Newport , Rhode Island
27th-30th July
After a great run with the screecher from Block Island, duelling with Remi De along the way, we arrived into the very busy bay of Newport, Rhode Island. Newport is the legendary and former home of the “Auld Mug”, the “Americas Cup”. And fittingly, as we sailed up the bay sporting our Boxing Kangaroo flag, we were welcomed by the magnificent sight of a squadron of elegant retired old ladies, several 12 metre racing yachts, criss-crossing our path as we headed toward our anchorage in Brenton Cove. Turning into the bay, the scene ahead of us was dominated by a field of mooring balls, as is the way in many of the more popular east coast ports. Still, we managed to find a spot big enough that worked just fine.
Along the way to the anchorage we once again gazed, somewhat gob smacked, at the size and number of massive summer homes. Some of these places occupy land that would cover a small golf course, and there are simply dozens of them around these parts. Clearly, Newport is a desired address for many well-to-do Americans.
Amongst our priorities on arrival was getting our 15 hp outboard back into action, it had died in Block Island, cause unknown, and being without the family car makes our life somewhat tough. Luckily, there was a local outfit prepared to come and collect the motor, fix it, and return it the same day, sounded pretty damn good to us.

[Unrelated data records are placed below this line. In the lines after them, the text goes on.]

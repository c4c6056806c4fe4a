//! Upload generated output to a bucket and optionally link it from a row.
//!
//! Output nodes must not fail the graph, so errors end up in
//! [`UploadReport::message`] instead of being returned.

use crate::error::{Result, WatchError};
use crate::logging::{log_error, log_info, log_warn};
use crate::payload::{encode_png, encode_wav, AudioClip, ImageTensor};
use crate::source::{RemoteSink, Row};
use chrono::{DateTime, Local};
use serde::{Deserialize, Serialize};
use serde_json::Value;
use std::sync::Arc;

const LOG_TAG: &str = "uploader";

/// Row to update with the public URL of the uploaded file
#[derive(Debug, Clone, PartialEq, Eq, Serialize, Deserialize)]
pub struct RowLink {
    pub table: String,
    #[serde(rename = "idColumn")]
    pub id_column: String,
    pub id: String,
    #[serde(rename = "urlColumn")]
    pub url_column: String,
}

#[derive(Debug, Clone, PartialEq, Eq, Serialize, Deserialize)]
pub struct UploadRequest {
    pub bucket: String,
    #[serde(rename = "baseFileName")]
    pub base_file_name: String,
    #[serde(rename = "rowLink", default)]
    pub row_link: Option<RowLink>,
}

impl UploadRequest {
    pub fn new(bucket: impl Into<String>, base_file_name: impl Into<String>) -> Self {
        Self {
            bucket: bucket.into(),
            base_file_name: base_file_name.into(),
            row_link: None,
        }
    }

    pub fn with_row_link(mut self, link: RowLink) -> Self {
        self.row_link = Some(link);
        self
    }
}

#[derive(Debug, Clone, Default, PartialEq, Eq, Serialize, Deserialize)]
pub struct UploadReport {
    pub success: bool,
    pub message: String,
    pub filename: String,
    pub public_url: Option<String>,
}

struct Encoded {
    bytes: Vec<u8>,
    extension: &'static str,
    content_type: &'static str,
}

pub struct Uploader {
    sink: Arc<dyn RemoteSink>,
}

impl Uploader {
    pub fn new(sink: Arc<dyn RemoteSink>) -> Self {
        Self { sink }
    }

    pub async fn upload_image(&self, image: &ImageTensor, request: &UploadRequest) -> UploadReport {
        let encoded = encode_png(image).map(|bytes| Encoded {
            bytes,
            extension: "png",
            content_type: "image/png",
        });
        self.upload(encoded, request, Local::now()).await
    }

    pub async fn upload_audio(&self, audio: &AudioClip, request: &UploadRequest) -> UploadReport {
        let encoded = encode_wav(audio).map(|bytes| Encoded {
            bytes,
            extension: "wav",
            content_type: "audio/wav",
        });
        self.upload(encoded, request, Local::now()).await
    }

    async fn upload(
        &self,
        encoded: Result<Encoded>,
        request: &UploadRequest,
        now: DateTime<Local>,
    ) -> UploadReport {
        let filename = match encoded {
            Ok(ref e) => timestamped_file_name(&request.base_file_name, e.extension, now),
            Err(_) => String::new(),
        };

        match self.try_upload(encoded, request, &filename).await {
            Ok(public_url) => {
                log_info(
                    LOG_TAG,
                    &format!("Uploaded {} to bucket {}", filename, request.bucket),
                );
                UploadReport {
                    success: true,
                    message: "Upload successful".to_string(),
                    filename,
                    public_url: Some(public_url),
                }
            }
            Err(e) => {
                log_error(LOG_TAG, &format!("Upload of {} failed: {}", filename, e));
                UploadReport {
                    success: false,
                    message: e.to_string(),
                    filename,
                    public_url: None,
                }
            }
        }
    }

    async fn try_upload(
        &self,
        encoded: Result<Encoded>,
        request: &UploadRequest,
        filename: &str,
    ) -> Result<String> {
        if request.bucket.trim().is_empty() {
            return Err(WatchError::Config("bucket must not be empty".to_string()));
        }
        let encoded = encoded?;

        self.sink
            .upload_object(&request.bucket, filename, encoded.bytes, encoded.content_type)
            .await?;

        let public_url = self.sink.public_url(&request.bucket, filename);

        // The file is already stored; a failed row update is only logged
        if let Some(link) = &request.row_link {
            if let Err(e) = self.link_row(link, &public_url).await {
                log_warn(
                    LOG_TAG,
                    &format!("Error updating {} for {}={}: {}", link.table, link.id_column, link.id, e),
                );
            }
        }

        Ok(public_url)
    }

    async fn link_row(&self, link: &RowLink, public_url: &str) -> Result<()> {
        if link.id.is_empty() {
            return Ok(());
        }

        let mut values = Row::new();
        values.insert(link.url_column.clone(), Value::String(public_url.to_string()));
        self.sink
            .update_rows(&link.table, &link.id_column, &link.id, values)
            .await?;

        log_info(
            LOG_TAG,
            &format!("Updated {} for {}={}", link.table, link.id_column, link.id),
        );
        Ok(())
    }
}

/// `{base}_{YYYYmmdd_HHMMSS}.{ext}`
pub fn timestamped_file_name(base: &str, extension: &str, now: DateTime<Local>) -> String {
    format!("{}_{}.{}", base, now.format("%Y%m%d_%H%M%S"), extension)
}
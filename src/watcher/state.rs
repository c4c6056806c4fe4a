//! Cursor, cached output and dirty flag, guarded together.
//!
//! The poll loop is the only writer of the cursor and output; the host reads
//! through `peek` and clears the flag through `consume_dirty`. Every write goes
//! through one mutex so a reader never sees an output from one cycle paired
//! with the cursor of another.

use crate::config::PayloadKind;
use crate::error::WatchError;
use crate::payload::Payload;
use chrono::{DateTime, Utc};
use serde::{Deserialize, Serialize};
use std::fmt;
use std::sync::{Arc, Mutex, MutexGuard, PoisonError};

/// Identity of the newest item in a watched collection
#[derive(Debug, Clone, PartialEq, Eq, Hash, Serialize, Deserialize)]
#[serde(tag = "kind", rename_all = "lowercase")]
pub enum Identity {
    /// Storage object: name plus creation time
    Object {
        name: String,
        created_at: DateTime<Utc>,
    },
    /// Table row: value of the id column
    Row { key: String },
}

impl fmt::Display for Identity {
    fn fmt(&self, f: &mut fmt::Formatter<'_>) -> fmt::Result {
        match self {
            Identity::Object { name, created_at } => {
                write!(f, "{} @ {}", name, created_at.to_rfc3339())
            }
            Identity::Row { key } => write!(f, "row {}", key),
        }
    }
}

/// The current output and the cursor it was decoded for. `cursor` is `None`
/// while the payload is still the placeholder.
#[derive(Debug, Clone)]
pub struct Snapshot {
    pub cursor: Option<Identity>,
    pub payload: Arc<Payload>,
}

impl Snapshot {
    fn sentinel(kind: PayloadKind) -> Self {
        Self {
            cursor: None,
            payload: Arc::new(Payload::sentinel(kind)),
        }
    }

    pub fn is_sentinel(&self) -> bool {
        self.cursor.is_none()
    }
}

#[derive(Debug)]
struct WatchState {
    /// Bumped on every session start; writes from older loops are dropped
    generation: u64,
    snapshot: Snapshot,
    dirty: bool,
    polls: u64,
    failures: u64,
    consecutive_failures: u32,
    last_error: Option<String>,
    last_poll_at: Option<DateTime<Utc>>,
}

/// Poll bookkeeping copied out for status reports
#[derive(Debug, Clone, Default, PartialEq, Eq)]
pub struct PollStats {
    pub polls: u64,
    pub failures: u64,
    pub consecutive_failures: u32,
    pub last_error: Option<String>,
    pub last_poll_at: Option<DateTime<Utc>>,
}

#[derive(Debug, Clone)]
pub struct SharedState {
    inner: Arc<Mutex<WatchState>>,
}

impl SharedState {
    pub fn new(kind: PayloadKind) -> Self {
        Self {
            inner: Arc::new(Mutex::new(WatchState {
                generation: 0,
                snapshot: Snapshot::sentinel(kind),
                dirty: false,
                polls: 0,
                failures: 0,
                consecutive_failures: 0,
                last_error: None,
                last_poll_at: None,
            })),
        }
    }

    // Host-facing accessors must always succeed, so a poisoned lock is
    // recovered rather than reported.
    fn lock(&self) -> MutexGuard<'_, WatchState> {
        self.inner.lock().unwrap_or_else(PoisonError::into_inner)
    }

    /// Start a new session: placeholder output, no cursor, clean flag.
    /// Returns the generation the new loop must write under.
    pub fn reset(&self, kind: PayloadKind) -> u64 {
        let mut state = self.lock();
        state.generation += 1;
        state.snapshot = Snapshot::sentinel(kind);
        state.dirty = false;
        state.polls = 0;
        state.failures = 0;
        state.consecutive_failures = 0;
        state.last_error = None;
        state.last_poll_at = None;
        state.generation
    }

    /// End the current session. The output stays readable, but late writes
    /// from its loop are dropped.
    pub fn retire(&self) {
        self.lock().generation += 1;
    }

    pub fn peek(&self) -> Snapshot {
        self.lock().snapshot.clone()
    }

    pub fn cursor(&self) -> Option<Identity> {
        self.lock().snapshot.cursor.clone()
    }

    /// Test-and-clear of the dirty flag
    pub fn consume_dirty(&self) -> bool {
        let mut state = self.lock();
        std::mem::replace(&mut state.dirty, false)
    }

    /// Replace output and cursor together and raise the dirty flag.
    /// Returns false when `generation` belongs to a stopped session.
    pub fn commit(&self, generation: u64, cursor: Identity, payload: Payload) -> bool {
        let mut state = self.lock();
        if state.generation != generation {
            return false;
        }
        state.snapshot = Snapshot {
            cursor: Some(cursor),
            payload: Arc::new(payload),
        };
        state.dirty = true;
        true
    }

    /// Record the end of one poll cycle
    pub fn record_poll(&self, generation: u64, error: Option<&WatchError>) {
        let mut state = self.lock();
        if state.generation != generation {
            return;
        }
        state.polls += 1;
        state.last_poll_at = Some(Utc::now());
        match error {
            Some(e) => {
                state.failures += 1;
                state.consecutive_failures = state.consecutive_failures.saturating_add(1);
                state.last_error = Some(e.to_string());
            }
            None => {
                state.consecutive_failures = 0;
            }
        }
    }

    pub fn stats(&self) -> PollStats {
        let state = self.lock();
        PollStats {
            polls: state.polls,
            failures: state.failures,
            consecutive_failures: state.consecutive_failures,
            last_error: state.last_error.clone(),
            last_poll_at: state.last_poll_at,
        }
    }
}
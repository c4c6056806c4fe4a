//! The two watch modes differ only in how the newest item is found and
//! where its payload lives.

use super::state::Identity;
use crate::config::SourceSpec;
use crate::error::{Result, WatchError};
use crate::source::{cell_as_string, RemoteSource, StorageObject};

/// Newest item of a collection and the URL of its payload
#[derive(Debug, Clone, PartialEq, Eq)]
pub struct LatestItem {
    pub identity: Identity,
    pub url: String,
}

/// Newest object by `created_at`. Among equal timestamps the one listed
/// first wins, so the result does not depend on sort stability.
pub fn pick_latest(files: &[StorageObject]) -> Option<&StorageObject> {
    files.iter().fold(None, |best, file| match best {
        Some(current) if current.created_at >= file.created_at => Some(current),
        _ => Some(file),
    })
}

pub async fn latest_item(source: &dyn RemoteSource, spec: &SourceSpec) -> Result<Option<LatestItem>> {
    match spec {
        SourceSpec::Bucket { bucket } => {
            let files = source.list_files(bucket).await?;
            Ok(pick_latest(&files).map(|file| LatestItem {
                identity: Identity::Object {
                    name: file.name.clone(),
                    created_at: file.created_at,
                },
                url: source.download_url(bucket, &file.name),
            }))
        }
        SourceSpec::Table {
            table,
            order_column,
            id_column,
            url_column,
        } => {
            let Some(row) = source
                .query_latest_row(table, order_column, &[id_column.as_str(), url_column.as_str()])
                .await?
            else {
                return Ok(None);
            };

            let key = cell_as_string(&row, id_column).ok_or_else(|| {
                WatchError::backend(None, format!("latest row of {} has no {}", table, id_column))
            })?;
            let url = cell_as_string(&row, url_column).ok_or_else(|| {
                WatchError::backend(
                    None,
                    format!("row {} of {} has no {}", key, table, url_column),
                )
            })?;

            Ok(Some(LatestItem {
                identity: Identity::Row { key },
                url,
            }))
        }
    }
}
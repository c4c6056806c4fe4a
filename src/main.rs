use anyhow::{bail, Context};
use std::path::PathBuf;
use std::time::Duration;
use supabase_watch::config::load_watch_target;
use supabase_watch::logging::{init_logging, log_error, log_info, LogSettings};
use supabase_watch::{StopOutcome, Watcher};

const HOST_TICK: Duration = Duration::from_secs(1);

fn main() -> anyhow::Result<()> {
    let Some(path) = std::env::args_os().nth(1).map(PathBuf::from) else {
        bail!("usage: supabase-watch <config.toml>");
    };

    if let Err(e) = init_logging(LogSettings::default()) {
        eprintln!("Failed to initialize logging: {}", e);
    }

    let mut target = load_watch_target(&path)
        .with_context(|| format!("failed to load watch target from {}", path.display()))?;
    target.apply_env_overrides();
    let label = target.label();

    let watcher = Watcher::supabase(target.payload);
    watcher.start(target).context("failed to start watcher")?;

    // The host side: a plain tick loop that only reacts to dirty edges
    let runtime = tokio::runtime::Builder::new_current_thread()
        .enable_all()
        .build()?;

    runtime.block_on(async {
        let mut tick = tokio::time::interval(HOST_TICK);
        loop {
            tokio::select! {
                _ = tick.tick() => {
                    if watcher.is_dirty() {
                        let snapshot = watcher.peek_output();
                        let cursor = snapshot
                            .cursor
                            .as_ref()
                            .map(ToString::to_string)
                            .unwrap_or_else(|| "-".to_string());
                        log_info(
                            &label,
                            &format!("Output changed: {} ({})", cursor, snapshot.payload.describe()),
                        );
                    }
                }
                result = tokio::signal::ctrl_c() => {
                    if let Err(e) = result {
                        log_error(&label, &format!("Failed to listen for Ctrl-C: {}", e));
                    }
                    break;
                }
            }
        }
    });

    match watcher.stop()? {
        StopOutcome::Detached => log_info(&label, "Exiting with a poll still in flight"),
        StopOutcome::Joined | StopOutcome::NotRunning => log_info(&label, "Shut down cleanly"),
    }

    Ok(())
}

So, after Bruce from Remi De towed us in to the nearest dock, we handed over the Mercury 15 to the local experts (???) and off we trekked to explore downtown Newport. The visitors centre seemed like a a good place to start so, along with friends from Wings, Deb and Terry, we decided to take a tour of one of the many mansions. Hopping onto one of the local sightseeing trolley buses and armed with cameras and maps, we headed off to the the house that was previously the home to the fabulously wealthy Vanderbilt family.
We have been very impressed by the wealth and the vastness of properties all along the east coast but none such as those in Newport, and the Vanderbilt’s “The Breakers”, perched on the cliffs overlooking the sea was an outstanding example. Open to the public for a modest fee, as are many such mansions, the tour inside and around the grounds was somewhat surreal…it is so BIG and LAVISH, but don’t just take our word for it, Google it and see for yourself. Unfortunately no photographs were allowed inside. Cornelius Vanderbilt, like many of his neighbors, had far too much money, and, aided by European experts, created what we considered was a way-over-the-top “summer cottage”. The detail, craftsmanship and quality are unsurpassed, and I guess it was chic in it’s day. But really…do you need 70 rooms, 40 odd servants and running salt and fresh hot water? Still, it was impressive, and well worth a visit.
Later that afternoon, true to his word, Randy (yep, that was his name) delivered our outboard back and sure enough, it started first go…excellent. And it went brilliantly for around 200 yards, and then coughed and died, just as we approached the stern of GWTW…bugger! A quick phone call back to Randy and he agreed to come by next morning, his diagnosis – crap in the fuel system related to the ethanol in domestic USA gasoline. Solution – replace the fuel tank, the fuel lines and toss out any unused fuel. Liam did this with the exception of the tank, which he cleaned out thoroughly, and the squeeze fuel primer (a big mistake we later discovered) and, using some of Randy’s tips, Liam soon became proficient at pulling down the carby, cleaning it and putting it back together. Randy, an expert, charged us $250 for 2 1/2 hours work, whereas our GWTW in house Mr Fix-it did it first time in less than 2 hours, and at no cost, and got progressively quicker each time thereafter, maybe Liam should consider a new vocation in outboard mechanics.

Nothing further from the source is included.